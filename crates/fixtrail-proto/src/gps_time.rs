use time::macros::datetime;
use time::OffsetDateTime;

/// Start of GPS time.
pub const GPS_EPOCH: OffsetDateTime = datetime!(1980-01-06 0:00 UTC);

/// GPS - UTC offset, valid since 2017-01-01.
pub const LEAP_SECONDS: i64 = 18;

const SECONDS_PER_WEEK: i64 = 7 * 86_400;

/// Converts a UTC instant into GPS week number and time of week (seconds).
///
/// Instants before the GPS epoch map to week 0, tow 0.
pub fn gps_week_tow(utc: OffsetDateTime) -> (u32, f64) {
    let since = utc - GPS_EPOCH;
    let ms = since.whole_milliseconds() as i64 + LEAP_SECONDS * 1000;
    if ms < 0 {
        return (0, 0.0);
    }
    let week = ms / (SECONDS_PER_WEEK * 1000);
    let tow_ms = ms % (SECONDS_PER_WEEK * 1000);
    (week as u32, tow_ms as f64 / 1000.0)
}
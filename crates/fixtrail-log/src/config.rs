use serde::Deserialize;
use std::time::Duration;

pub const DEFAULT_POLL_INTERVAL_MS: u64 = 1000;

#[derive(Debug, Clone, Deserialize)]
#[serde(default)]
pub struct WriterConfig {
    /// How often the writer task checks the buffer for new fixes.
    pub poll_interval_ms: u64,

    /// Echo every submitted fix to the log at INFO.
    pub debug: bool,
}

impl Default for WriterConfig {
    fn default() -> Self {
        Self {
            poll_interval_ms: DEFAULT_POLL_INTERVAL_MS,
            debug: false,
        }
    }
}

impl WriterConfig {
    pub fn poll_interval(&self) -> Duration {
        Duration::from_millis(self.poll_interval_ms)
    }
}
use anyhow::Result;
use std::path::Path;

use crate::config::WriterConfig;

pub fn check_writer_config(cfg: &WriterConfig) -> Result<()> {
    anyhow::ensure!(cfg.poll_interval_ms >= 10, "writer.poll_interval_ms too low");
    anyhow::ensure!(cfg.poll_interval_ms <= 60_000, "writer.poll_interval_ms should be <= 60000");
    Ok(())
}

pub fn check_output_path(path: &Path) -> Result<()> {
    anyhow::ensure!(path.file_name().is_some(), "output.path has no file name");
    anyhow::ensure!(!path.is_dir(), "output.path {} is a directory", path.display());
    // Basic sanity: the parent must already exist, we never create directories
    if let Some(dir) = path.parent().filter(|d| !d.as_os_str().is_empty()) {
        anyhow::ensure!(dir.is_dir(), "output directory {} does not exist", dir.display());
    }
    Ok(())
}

---

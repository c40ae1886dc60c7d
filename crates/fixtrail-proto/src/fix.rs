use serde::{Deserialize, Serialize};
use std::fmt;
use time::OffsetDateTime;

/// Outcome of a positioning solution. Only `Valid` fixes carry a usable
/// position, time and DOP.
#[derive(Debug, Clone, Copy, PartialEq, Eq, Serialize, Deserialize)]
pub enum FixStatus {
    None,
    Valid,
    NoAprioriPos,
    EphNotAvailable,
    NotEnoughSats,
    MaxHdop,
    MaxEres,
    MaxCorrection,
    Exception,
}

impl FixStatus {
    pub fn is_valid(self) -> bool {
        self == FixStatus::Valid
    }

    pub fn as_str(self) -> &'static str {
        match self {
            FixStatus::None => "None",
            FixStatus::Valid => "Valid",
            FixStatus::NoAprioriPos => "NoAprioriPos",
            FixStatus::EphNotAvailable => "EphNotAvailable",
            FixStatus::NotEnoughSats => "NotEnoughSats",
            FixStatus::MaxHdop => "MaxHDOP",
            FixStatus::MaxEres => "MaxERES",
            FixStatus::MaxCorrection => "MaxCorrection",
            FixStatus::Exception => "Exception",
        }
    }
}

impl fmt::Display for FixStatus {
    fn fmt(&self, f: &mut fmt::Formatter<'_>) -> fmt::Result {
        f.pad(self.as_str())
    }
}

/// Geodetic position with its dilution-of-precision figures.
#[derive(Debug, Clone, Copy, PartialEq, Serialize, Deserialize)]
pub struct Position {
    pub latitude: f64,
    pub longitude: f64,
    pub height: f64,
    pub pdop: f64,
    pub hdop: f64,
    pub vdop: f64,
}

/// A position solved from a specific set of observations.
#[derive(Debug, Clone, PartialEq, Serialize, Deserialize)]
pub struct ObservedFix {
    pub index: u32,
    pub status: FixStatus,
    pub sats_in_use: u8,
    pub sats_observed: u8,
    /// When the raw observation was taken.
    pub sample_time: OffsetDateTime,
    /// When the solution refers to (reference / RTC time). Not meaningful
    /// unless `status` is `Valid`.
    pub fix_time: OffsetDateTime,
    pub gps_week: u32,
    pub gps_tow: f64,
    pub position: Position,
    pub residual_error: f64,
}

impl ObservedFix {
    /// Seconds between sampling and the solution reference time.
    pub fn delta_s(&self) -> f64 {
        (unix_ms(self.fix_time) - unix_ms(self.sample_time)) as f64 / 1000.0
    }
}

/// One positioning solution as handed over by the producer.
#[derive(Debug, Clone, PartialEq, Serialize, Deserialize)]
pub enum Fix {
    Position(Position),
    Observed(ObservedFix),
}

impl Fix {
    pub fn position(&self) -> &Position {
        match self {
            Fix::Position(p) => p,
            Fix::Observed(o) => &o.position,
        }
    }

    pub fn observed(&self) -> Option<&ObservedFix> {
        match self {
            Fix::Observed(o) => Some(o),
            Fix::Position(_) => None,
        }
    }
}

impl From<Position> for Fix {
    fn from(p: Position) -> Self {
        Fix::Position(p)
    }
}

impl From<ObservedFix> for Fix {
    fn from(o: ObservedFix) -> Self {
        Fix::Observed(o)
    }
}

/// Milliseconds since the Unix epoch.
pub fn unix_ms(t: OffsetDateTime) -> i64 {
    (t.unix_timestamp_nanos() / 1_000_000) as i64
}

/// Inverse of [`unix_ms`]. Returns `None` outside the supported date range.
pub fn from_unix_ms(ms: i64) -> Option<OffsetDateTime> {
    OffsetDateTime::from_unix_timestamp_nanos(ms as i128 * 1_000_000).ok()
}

▸ DIRECTIONS
When the line with "use time::macros::datetime;" is reached in the data above, begin copying, and stop after the line with "const SECONDS_PER_WEEK: i64 = 7 * 86_400;"; copy each line exactly, both ends included.

▸ RESPONSE TO THIS TASK
use time::macros::datetime;
use time::OffsetDateTime;

/// Start of GPS time.
pub const GPS_EPOCH: OffsetDateTime = datetime!(1980-01-06 0:00 UTC);

/// GPS - UTC offset, valid since 2017-01-01.
pub const LEAP_SECONDS: i64 = 18;

const SECONDS_PER_WEEK: i64 = 7 * 86_400;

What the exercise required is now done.